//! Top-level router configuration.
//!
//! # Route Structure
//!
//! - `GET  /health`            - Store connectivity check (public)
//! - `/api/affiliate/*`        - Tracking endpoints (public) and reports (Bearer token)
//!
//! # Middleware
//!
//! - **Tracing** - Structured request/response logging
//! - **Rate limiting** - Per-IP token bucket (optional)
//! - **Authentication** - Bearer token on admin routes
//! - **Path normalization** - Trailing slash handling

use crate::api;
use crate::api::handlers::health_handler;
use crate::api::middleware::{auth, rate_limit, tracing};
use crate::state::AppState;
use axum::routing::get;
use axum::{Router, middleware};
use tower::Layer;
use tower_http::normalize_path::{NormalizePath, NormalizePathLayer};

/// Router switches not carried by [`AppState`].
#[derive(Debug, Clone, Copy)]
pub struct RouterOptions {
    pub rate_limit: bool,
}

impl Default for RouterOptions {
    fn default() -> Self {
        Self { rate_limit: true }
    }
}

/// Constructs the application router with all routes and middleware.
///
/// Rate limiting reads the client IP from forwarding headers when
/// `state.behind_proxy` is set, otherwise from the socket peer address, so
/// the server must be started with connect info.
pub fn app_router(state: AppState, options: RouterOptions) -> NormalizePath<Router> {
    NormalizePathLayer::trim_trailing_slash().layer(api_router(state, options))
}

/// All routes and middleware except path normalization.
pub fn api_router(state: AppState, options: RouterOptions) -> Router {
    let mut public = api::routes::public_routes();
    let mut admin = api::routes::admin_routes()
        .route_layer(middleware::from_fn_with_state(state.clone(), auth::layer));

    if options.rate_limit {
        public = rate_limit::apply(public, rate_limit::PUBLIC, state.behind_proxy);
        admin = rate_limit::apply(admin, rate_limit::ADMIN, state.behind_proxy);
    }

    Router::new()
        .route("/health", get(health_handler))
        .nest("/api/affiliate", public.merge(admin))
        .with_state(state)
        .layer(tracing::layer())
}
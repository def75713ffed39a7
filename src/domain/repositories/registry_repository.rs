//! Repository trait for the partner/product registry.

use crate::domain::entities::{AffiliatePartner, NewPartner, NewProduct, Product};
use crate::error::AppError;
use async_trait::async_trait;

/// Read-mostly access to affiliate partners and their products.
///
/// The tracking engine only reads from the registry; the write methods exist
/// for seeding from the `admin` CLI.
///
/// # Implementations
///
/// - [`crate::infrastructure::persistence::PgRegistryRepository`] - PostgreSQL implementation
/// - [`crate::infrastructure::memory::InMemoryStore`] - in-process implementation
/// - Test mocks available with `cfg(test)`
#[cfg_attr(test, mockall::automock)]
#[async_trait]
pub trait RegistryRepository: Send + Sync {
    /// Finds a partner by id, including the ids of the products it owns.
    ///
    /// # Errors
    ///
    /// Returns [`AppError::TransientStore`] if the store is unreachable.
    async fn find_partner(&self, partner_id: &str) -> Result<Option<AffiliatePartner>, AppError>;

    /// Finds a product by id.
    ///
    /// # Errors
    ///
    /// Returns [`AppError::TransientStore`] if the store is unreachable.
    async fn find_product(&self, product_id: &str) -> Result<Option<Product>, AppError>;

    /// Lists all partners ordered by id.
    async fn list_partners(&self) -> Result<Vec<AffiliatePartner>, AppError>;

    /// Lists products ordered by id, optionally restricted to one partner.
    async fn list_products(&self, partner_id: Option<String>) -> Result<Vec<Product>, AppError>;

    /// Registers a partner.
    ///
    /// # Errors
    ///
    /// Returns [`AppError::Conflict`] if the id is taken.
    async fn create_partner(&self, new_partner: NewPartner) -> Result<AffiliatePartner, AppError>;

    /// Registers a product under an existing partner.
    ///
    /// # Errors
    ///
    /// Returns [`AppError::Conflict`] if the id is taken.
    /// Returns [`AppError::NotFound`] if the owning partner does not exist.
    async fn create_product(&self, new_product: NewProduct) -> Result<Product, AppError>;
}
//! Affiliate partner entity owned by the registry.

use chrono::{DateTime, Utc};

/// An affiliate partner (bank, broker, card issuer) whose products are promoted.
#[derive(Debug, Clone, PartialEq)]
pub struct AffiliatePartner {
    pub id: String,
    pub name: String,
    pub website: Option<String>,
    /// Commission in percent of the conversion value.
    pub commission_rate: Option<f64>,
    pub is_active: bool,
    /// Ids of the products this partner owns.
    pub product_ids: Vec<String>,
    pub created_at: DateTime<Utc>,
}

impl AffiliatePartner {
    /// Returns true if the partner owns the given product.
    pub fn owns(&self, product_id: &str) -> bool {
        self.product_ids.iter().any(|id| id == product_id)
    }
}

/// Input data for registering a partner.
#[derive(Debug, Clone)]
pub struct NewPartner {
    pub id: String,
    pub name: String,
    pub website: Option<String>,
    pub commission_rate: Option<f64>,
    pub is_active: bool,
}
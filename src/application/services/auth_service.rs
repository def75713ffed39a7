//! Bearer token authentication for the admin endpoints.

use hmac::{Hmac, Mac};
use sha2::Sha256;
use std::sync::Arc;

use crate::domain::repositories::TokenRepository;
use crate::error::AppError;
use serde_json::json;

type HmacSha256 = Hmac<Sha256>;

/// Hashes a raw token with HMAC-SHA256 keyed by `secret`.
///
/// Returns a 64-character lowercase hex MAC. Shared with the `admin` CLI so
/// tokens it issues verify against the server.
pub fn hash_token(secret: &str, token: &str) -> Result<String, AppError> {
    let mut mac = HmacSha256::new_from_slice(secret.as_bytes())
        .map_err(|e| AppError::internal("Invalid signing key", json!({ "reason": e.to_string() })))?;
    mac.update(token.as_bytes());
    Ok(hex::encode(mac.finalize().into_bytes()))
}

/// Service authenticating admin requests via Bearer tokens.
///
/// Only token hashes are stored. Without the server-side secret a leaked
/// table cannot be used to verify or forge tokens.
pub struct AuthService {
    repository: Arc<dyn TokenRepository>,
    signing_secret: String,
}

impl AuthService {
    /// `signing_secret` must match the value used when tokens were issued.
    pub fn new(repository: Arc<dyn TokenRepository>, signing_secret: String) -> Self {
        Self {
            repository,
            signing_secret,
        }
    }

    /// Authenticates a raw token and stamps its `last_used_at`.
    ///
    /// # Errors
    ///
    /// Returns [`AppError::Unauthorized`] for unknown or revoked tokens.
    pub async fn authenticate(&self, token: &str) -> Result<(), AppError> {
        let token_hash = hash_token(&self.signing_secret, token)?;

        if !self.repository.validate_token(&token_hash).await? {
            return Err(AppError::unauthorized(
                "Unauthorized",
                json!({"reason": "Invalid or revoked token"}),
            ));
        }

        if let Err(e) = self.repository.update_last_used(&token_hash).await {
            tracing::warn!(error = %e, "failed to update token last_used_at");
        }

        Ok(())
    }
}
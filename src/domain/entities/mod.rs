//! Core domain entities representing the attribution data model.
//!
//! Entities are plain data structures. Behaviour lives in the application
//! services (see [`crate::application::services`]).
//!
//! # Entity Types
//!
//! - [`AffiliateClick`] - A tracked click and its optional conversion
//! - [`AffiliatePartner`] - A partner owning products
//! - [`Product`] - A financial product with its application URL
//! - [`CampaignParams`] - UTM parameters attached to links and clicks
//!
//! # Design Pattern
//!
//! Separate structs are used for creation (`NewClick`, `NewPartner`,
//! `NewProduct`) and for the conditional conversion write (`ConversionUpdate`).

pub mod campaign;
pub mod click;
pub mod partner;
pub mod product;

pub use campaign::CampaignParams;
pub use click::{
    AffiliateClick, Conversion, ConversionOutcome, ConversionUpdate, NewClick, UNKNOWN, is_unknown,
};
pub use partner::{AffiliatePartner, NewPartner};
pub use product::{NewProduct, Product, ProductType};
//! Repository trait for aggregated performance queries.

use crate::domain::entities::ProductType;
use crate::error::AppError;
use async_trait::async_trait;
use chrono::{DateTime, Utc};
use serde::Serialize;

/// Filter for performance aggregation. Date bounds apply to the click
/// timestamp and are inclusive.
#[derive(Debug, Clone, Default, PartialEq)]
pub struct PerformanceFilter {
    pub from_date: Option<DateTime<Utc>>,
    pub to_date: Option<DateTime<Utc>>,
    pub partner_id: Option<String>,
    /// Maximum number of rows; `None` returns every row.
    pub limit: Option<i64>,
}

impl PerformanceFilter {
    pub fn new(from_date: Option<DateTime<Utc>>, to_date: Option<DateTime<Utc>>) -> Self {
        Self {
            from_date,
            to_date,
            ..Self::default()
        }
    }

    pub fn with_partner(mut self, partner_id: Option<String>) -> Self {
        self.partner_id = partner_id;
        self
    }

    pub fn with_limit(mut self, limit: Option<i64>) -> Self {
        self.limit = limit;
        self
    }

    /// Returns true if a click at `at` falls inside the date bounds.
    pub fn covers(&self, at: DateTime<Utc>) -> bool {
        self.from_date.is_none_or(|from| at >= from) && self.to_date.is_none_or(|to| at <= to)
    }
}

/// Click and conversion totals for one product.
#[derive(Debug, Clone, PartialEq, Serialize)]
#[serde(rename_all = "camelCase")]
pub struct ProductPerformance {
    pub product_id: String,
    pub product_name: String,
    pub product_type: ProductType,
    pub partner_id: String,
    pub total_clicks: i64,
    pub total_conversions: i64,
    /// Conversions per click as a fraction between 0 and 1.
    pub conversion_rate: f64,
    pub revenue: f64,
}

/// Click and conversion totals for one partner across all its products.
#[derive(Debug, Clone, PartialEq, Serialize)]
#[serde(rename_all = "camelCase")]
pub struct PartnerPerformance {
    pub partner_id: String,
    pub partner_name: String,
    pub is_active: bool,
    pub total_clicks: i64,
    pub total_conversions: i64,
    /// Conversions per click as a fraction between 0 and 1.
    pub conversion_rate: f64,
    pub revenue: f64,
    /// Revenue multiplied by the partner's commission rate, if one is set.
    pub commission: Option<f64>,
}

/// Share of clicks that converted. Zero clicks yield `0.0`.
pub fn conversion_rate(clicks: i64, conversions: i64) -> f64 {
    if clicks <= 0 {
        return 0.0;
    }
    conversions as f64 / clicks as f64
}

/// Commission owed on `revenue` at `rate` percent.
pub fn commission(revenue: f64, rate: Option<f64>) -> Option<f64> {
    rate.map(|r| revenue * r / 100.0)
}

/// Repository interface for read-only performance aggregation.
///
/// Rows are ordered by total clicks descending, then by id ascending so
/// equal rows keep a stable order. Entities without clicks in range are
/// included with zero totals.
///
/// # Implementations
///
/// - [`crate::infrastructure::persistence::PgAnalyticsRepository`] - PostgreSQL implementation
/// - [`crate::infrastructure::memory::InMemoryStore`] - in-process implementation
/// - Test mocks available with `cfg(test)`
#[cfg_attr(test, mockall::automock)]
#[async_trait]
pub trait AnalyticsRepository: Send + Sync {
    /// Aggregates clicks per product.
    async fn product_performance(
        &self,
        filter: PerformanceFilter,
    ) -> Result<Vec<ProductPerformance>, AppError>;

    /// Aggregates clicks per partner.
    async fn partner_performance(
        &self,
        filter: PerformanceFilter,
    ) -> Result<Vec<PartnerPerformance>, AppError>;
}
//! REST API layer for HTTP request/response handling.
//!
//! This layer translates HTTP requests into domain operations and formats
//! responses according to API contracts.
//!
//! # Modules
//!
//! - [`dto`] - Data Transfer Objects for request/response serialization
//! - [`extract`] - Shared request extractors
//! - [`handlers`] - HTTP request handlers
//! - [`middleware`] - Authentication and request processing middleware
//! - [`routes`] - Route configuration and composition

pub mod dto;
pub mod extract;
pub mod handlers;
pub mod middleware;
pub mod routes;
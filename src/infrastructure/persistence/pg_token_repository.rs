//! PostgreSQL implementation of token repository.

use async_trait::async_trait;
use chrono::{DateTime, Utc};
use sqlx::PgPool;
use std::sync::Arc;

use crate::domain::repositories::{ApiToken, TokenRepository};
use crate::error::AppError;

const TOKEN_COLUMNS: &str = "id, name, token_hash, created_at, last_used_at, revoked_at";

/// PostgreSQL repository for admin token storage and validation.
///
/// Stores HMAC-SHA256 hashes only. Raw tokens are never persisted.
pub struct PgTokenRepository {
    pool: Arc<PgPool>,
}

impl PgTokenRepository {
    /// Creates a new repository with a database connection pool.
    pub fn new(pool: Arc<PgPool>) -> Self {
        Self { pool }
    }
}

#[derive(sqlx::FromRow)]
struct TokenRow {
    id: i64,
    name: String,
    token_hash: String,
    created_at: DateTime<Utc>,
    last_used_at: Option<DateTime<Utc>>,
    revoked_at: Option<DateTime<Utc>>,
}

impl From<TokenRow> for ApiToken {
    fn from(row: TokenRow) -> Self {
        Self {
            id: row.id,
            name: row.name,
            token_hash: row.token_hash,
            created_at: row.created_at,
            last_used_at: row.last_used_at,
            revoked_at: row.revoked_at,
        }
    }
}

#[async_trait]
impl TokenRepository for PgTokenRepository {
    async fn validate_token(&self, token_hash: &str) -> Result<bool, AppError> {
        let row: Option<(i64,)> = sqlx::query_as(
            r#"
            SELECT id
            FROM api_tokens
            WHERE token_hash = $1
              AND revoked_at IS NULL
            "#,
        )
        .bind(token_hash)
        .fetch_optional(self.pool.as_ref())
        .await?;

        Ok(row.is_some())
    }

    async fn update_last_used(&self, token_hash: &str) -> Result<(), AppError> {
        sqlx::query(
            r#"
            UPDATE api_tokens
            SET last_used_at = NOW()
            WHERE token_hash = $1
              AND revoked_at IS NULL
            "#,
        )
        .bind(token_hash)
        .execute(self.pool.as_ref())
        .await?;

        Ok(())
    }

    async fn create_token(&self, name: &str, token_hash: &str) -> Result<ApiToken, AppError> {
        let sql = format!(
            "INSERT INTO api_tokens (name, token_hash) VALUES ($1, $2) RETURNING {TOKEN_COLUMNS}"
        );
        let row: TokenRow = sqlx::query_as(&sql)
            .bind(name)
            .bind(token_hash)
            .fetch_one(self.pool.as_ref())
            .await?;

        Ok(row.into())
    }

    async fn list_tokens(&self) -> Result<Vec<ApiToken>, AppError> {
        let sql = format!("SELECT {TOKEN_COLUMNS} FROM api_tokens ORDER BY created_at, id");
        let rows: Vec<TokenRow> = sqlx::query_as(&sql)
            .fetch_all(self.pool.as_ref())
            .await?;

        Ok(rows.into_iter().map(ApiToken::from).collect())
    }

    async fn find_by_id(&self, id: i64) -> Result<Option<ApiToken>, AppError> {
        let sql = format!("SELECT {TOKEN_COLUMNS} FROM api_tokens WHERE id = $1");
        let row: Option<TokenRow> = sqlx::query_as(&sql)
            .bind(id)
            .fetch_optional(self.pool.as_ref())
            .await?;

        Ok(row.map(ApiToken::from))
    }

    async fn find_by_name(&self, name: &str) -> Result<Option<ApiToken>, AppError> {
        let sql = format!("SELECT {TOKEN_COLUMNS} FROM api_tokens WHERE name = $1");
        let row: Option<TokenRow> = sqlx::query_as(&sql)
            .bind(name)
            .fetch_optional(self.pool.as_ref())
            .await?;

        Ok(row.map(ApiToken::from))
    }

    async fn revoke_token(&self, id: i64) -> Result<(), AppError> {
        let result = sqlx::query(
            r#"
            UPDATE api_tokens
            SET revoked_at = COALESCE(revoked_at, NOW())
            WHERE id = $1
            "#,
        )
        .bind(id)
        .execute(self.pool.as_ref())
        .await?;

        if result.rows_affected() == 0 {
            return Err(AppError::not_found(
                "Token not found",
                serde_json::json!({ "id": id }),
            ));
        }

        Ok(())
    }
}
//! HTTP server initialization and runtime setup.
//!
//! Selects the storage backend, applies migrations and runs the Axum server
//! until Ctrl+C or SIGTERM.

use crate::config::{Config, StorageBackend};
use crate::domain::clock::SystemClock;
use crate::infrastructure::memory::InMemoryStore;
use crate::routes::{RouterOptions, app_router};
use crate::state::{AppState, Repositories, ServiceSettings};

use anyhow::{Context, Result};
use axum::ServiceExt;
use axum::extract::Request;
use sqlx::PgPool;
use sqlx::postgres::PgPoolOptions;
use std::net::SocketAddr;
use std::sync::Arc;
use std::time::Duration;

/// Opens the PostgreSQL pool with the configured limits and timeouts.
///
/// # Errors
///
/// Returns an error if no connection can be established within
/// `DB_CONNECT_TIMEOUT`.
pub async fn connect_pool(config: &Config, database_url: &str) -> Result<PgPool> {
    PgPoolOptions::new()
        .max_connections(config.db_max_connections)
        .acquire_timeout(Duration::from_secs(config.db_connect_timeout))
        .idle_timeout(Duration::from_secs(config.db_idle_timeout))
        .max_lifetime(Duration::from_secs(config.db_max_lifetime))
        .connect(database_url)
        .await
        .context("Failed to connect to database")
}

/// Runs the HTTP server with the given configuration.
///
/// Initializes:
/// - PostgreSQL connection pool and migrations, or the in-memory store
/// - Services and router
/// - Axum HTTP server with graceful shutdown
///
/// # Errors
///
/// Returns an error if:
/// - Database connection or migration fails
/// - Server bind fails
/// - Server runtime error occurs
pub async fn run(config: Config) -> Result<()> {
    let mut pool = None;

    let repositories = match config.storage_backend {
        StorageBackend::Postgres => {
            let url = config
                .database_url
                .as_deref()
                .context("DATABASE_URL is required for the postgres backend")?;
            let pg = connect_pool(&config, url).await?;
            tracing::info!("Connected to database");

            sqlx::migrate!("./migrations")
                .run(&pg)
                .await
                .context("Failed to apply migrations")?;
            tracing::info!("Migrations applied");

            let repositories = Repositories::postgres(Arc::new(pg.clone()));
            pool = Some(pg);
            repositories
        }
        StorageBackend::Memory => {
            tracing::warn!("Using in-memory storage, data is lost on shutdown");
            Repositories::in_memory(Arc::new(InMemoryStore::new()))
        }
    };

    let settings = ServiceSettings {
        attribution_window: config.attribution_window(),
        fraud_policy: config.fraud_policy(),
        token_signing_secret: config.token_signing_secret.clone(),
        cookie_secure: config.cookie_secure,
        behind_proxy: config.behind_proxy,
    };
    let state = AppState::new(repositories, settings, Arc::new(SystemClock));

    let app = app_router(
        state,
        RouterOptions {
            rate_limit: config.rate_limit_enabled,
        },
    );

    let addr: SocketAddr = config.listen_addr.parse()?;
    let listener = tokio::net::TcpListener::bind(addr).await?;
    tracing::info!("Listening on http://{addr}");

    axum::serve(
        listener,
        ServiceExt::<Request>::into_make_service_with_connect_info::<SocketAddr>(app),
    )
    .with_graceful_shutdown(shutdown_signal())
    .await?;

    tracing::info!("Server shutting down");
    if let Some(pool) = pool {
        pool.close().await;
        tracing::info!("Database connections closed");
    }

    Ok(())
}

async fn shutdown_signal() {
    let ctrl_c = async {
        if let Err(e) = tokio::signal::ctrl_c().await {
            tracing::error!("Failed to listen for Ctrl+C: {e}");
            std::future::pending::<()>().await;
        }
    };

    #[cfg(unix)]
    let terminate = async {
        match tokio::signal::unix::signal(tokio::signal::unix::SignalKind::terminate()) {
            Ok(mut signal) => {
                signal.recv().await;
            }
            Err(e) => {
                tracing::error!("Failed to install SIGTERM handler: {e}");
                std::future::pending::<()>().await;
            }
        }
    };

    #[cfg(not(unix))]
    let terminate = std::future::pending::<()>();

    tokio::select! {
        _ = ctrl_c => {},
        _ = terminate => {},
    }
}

━━━━━━

◆ Problem statement: Each line above that contains "match" must be copied out.

◆ Completed exercise:
    /// `signing_secret` must match the value used when tokens were issued.
    let repositories = match config.storage_backend {
        match tokio::signal::unix::signal(tokio::signal::unix::SignalKind::terminate()) {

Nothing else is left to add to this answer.